From the line containing "impl Display for ProcessKillEscalated<'_>" through the last line of the entries below, repeat each line word for word and leave out the rest.

=== Data section ===

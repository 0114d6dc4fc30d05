// Copyright (c) 2025 Steve Wagner (ciroque@live.com)
// SPDX-License-Identifier: MIT

//! Message types for child-process supervision: spawn, timeout, and
//! termination escalation.

use std::fmt::{Display, Formatter};

use tracing::Span;

use crate::observability::messages::StructuredLog;

pub struct ProcessSpawned<'a> {
    pub task: &'a str,
    pub cmd: &'a str,
}

impl Display for ProcessSpawned<'_> {
    fn fmt(&self, f: &mut Formatter) -> std::fmt::Result {
        write!(f, "Task '{}' spawned: {}", self.task, self.cmd)
    }
}

impl StructuredLog for ProcessSpawned<'_> {
    fn log(&self) {
        tracing::debug!(task = self.task, cmd = self.cmd, "{}", self);
    }

    fn span(&self, name: &str) -> Span {
        tracing::debug_span!("process_spawn", span_name = name, task = self.task)
    }
}

pub struct ProcessTimedOut<'a> {
    pub task: &'a str,
    pub timeout_ms: u64,
}

impl Display for ProcessTimedOut<'_> {
    fn fmt(&self, f: &mut Formatter) -> std::fmt::Result {
        write!(
            f,
            "Task '{}' exceeded its {}ms timeout and was terminated",
            self.task, self.timeout_ms
        )
    }
}

impl StructuredLog for ProcessTimedOut<'_> {
    fn log(&self) {
        tracing::warn!(task = self.task, timeout_ms = self.timeout_ms, "{}", self);
    }

    fn span(&self, name: &str) -> Span {
        tracing::warn_span!(
            "process_timeout",
            span_name = name,
            task = self.task,
            timeout_ms = self.timeout_ms,
        )
    }
}

pub struct ResourceLimitUnavailable<'a> {
    pub task: &'a str,
    pub reason: &'a str,
}

impl Display for ResourceLimitUnavailable<'_> {
    fn fmt(&self, f: &mut Formatter) -> std::fmt::Result {
        write!(
            f,
            "Task '{}' could not have its memory limit applied, falling back to a soft monitor: {}",
            self.task, self.reason
        )
    }
}

impl StructuredLog for ResourceLimitUnavailable<'_> {
    fn log(&self) {
        tracing::warn!(task = self.task, reason = self.reason, "{}", self);
    }

    fn span(&self, name: &str) -> Span {
        tracing::warn_span!(
            "resource_limit_unavailable",
            span_name = name,
            task = self.task,
            reason = self.reason,
        )
    }
}

pub struct ProcessKillEscalated<'a> {
    pub task: &'a str,
}

impl Display for ProcessKillEscalated<'_> {
    fn fmt(&self, f: &mut Formatter) -> std::fmt::Result {
        write!(
            f,
            "Task '{}' ignored SIGTERM past the grace period; sending SIGKILL",
            self.task
        )
    }
}

impl StructuredLog for ProcessKillEscalated<'_> {
    fn log(&self) {
        tracing::warn!(task = self.task, "{}", self);
    }

    fn span(&self, name: &str) -> Span {
        tracing::warn_span!("process_kill_escalated", span_name = name, task = self.task)
    }
}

===

→ Exercise response:
impl Display for ProcessKillEscalated<'_> {
    fn fmt(&self, f: &mut Formatter) -> std::fmt::Result {
        write!(
            f,
            "Task '{}' ignored SIGTERM past the grace period; sending SIGKILL",
            self.task
        )
    }
}

impl StructuredLog for ProcessKillEscalated<'_> {
    fn log(&self) {
        tracing::warn!(task = self.task, "{}", self);
    }

    fn span(&self, name: &str) -> Span {
        tracing::warn_span!("process_kill_escalated", span_name = name, task = self.task)
    }
}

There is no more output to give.